In the days between shaves, a product containing alpha-hydroxy acids (AHAs) or beta-hydroxy acids (BHAs) can help prevent dead skin from sealing over the follicle openings. These acids gently dissolve the buildup that traps hairs. Products marketed as “ingrown hair serums” or “bump erasers” typically contain one or both. For the pubic area, stick to lower concentrations (around 1 to 2%) and apply to the outer bikini line and mons rather than on mucous membranes or broken skin.

Between Shaves: Keep Exfoliating

Exfoliation isn’t just a pre-shave step. Gently exfoliating the area two to three times per week between shaves keeps dead skin from accumulating over the follicles as hair starts to regrow. A soft sugar scrub or a chemical exfoliant applied to the outer area both work. The goal is to keep the skin’s surface clear so new hair growth can push through freely instead of getting trapped underneath.
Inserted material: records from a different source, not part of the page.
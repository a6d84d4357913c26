// SPDX-License-Identifier: BUSL-1.1
// Copyright (c) 2026 Alfred Jean LLC

//! The closed set of configuration kinds the engine manages.

use serde::{Deserialize, Serialize};
use std::str::FromStr;
use thiserror::Error;

/// A kind of managed configuration file.
///
/// Every stored document is classified into exactly one kind at the system
/// boundary; schemas, shapes, and transforms are all keyed by it.
#[derive(Debug, Clone, Copy, PartialEq, Eq, PartialOrd, Ord, Hash, Serialize, Deserialize)]
#[serde(rename_all = "lowercase")]
pub enum ConfigKind {
    /// A per-agent config under `agents/<name>.json`
    Agent,
    /// The global `preferences.json`
    Preferences,
}

crate::simple_display! {
    ConfigKind {
        Agent => "agent",
        Preferences => "preferences",
    }
}

#[derive(Debug, Clone, PartialEq, Eq, Error)]
#[error("unknown config kind '{0}'")]
pub struct UnknownKind(pub String);

impl ConfigKind {
    pub const ALL: [ConfigKind; 2] = [ConfigKind::Agent, ConfigKind::Preferences];

    pub fn as_str(&self) -> &'static str {
        match self {
            ConfigKind::Agent => "agent",
            ConfigKind::Preferences => "preferences",
        }
    }
}

impl FromStr for ConfigKind {
    type Err = UnknownKind;

    fn from_str(s: &str) -> Result<Self, Self::Err> {
        match s {
            "agent" => Ok(ConfigKind::Agent),
            "preferences" => Ok(ConfigKind::Preferences),
            other => Err(UnknownKind(other.to_string())),
        }
    }
}
// SPDX-License-Identifier: BUSL-1.1
// Copyright (c) 2026 Alfred Jean LLC

//! Engine configuration.
//!
//! Resolution order for each setting: environment variable, then
//! `<state>/migrate.toml`, then the built-in default.

use crate::env;
use cm_storage::{LockConfig, DEFAULT_RETENTION};
use serde::Deserialize;
use std::path::{Path, PathBuf};
use std::time::Duration;
use thiserror::Error;

/// Optional config file inside the state directory
pub const CONFIG_FILE_NAME: &str = "migrate.toml";

#[derive(Debug, Error)]
pub enum ConfigError {
    #[error("could not determine state directory (set CM_STATE_DIR)")]
    NoStateDir,
    #[error("IO error: {0}")]
    Io(#[from] std::io::Error),
    #[error("invalid {}: {source}", path.display())]
    Toml { path: PathBuf, source: toml::de::Error },
}

#[derive(Debug, Default, Deserialize)]
#[serde(deny_unknown_fields)]
struct FileConfig {
    backup_retention: Option<usize>,
    #[serde(default)]
    lock: FileLockConfig,
}

#[derive(Debug, Default, Deserialize)]
#[serde(deny_unknown_fields)]
struct FileLockConfig {
    stale_ms: Option<u64>,
    attempts: Option<u32>,
    base_delay_ms: Option<u64>,
    max_delay_ms: Option<u64>,
}

/// Resolved settings for one engine invocation.
#[derive(Debug, Clone, PartialEq, Eq)]
pub struct EngineConfig {
    pub state_dir: PathBuf,
    pub backup_retention: usize,
    pub lock: LockConfig,
}

impl EngineConfig {
    /// Defaults only; no file or environment lookups.
    pub fn for_state_dir(state_dir: impl Into<PathBuf>) -> Self {
        Self {
            state_dir: state_dir.into(),
            backup_retention: DEFAULT_RETENTION,
            lock: LockConfig::default(),
        }
    }

    /// Resolve the state directory from the environment, then load.
    pub fn load() -> Result<Self, ConfigError> {
        Self::load_from(env::state_dir()?)
    }

    /// Load settings for a known state directory.
    pub fn load_from(state_dir: impl Into<PathBuf>) -> Result<Self, ConfigError> {
        let mut config = Self::for_state_dir(state_dir);
        let file = read_file_config(&config.state_dir.join(CONFIG_FILE_NAME))?;

        if let Some(n) = env::backup_retention().or(file.backup_retention) {
            config.backup_retention = n;
        }
        if let Some(d) = env::lock_stale_after().or(file.lock.stale_ms.map(Duration::from_millis)) {
            config.lock.stale_after = d;
        }
        if let Some(n) = env::lock_attempts().or(file.lock.attempts) {
            config.lock.max_attempts = n;
        }
        if let Some(d) = env::lock_base_delay().or(file.lock.base_delay_ms.map(Duration::from_millis))
        {
            config.lock.base_delay = d;
        }
        if let Some(ms) = file.lock.max_delay_ms {
            config.lock.max_delay = Duration::from_millis(ms);
        }
        Ok(config)
    }
}

fn read_file_config(path: &Path) -> Result<FileConfig, ConfigError> {
    let content = match std::fs::read_to_string(path) {
        Ok(content) => content,
        Err(e) if e.kind() == std::io::ErrorKind::NotFound => return Ok(FileConfig::default()),
        Err(e) => return Err(e.into()),
    };
    toml::from_str(&content).map_err(|source| ConfigError::Toml { path: path.to_path_buf(), source })
}

#[cfg(test)]
#[path = "config_tests.rs"]
mod tests;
Avoid tight underwear and clothing in the hours after shaving. Friction from snug fabric pushes regrowing hairs sideways into the skin. Loose cotton underwear or going commando for the first day gives hairs the best chance of growing outward.

If You Already Have an Ingrown Hair

Most ingrown hairs resolve on their own within one to two weeks as the hair eventually grows long enough to release from the skin. You can speed things along by applying a warm compress for 10 to 15 minutes, which opens the pore and helps the trapped hair work its way out. Resist the urge to dig at it with tweezers or a needle. Breaking the skin introduces bacteria and turns a minor annoyance into a potential infection.

Stop shaving the affected area until the ingrown clears. Shaving over an existing ingrown can push the hair deeper and cause more inflammation.

Watch for signs that an ingrown has become infected: increasing redness, swelling, pus, or pain that gets worse instead of better. Bacterial folliculitis happens when staph bacteria (which live on everyone’s skin) enter through the tiny wound left by the ingrown. A deeper infection can turn into a boil, which appears as a sudden, painful, inflamed lump. If you develop spreading redness, fever, or chills, that’s a sign the infection is moving beyond the follicle and needs medical attention.

The Most Effective Changes, Ranked

If you’re going to change one thing, switch your tool. Moving from a multi-blade cartridge to a single-blade razor or an electric trimmer with a guard will do more than any cream or scrub. After that, the highest-impact changes in order:

  • Shave with the grain and limit passes to one or two.
  • Exfoliate before and between shaves to keep follicles clear.
  • Use a chemical exfoliant after shaving (AHA or BHA serum) to prevent dead skin buildup.
  • Wear loose clothing for at least 24 hours post-shave.

No single step eliminates ingrown hairs completely, especially if your hair is naturally coarse or curly. But stacking these habits together makes a noticeable difference, often within just one or two shave cycles.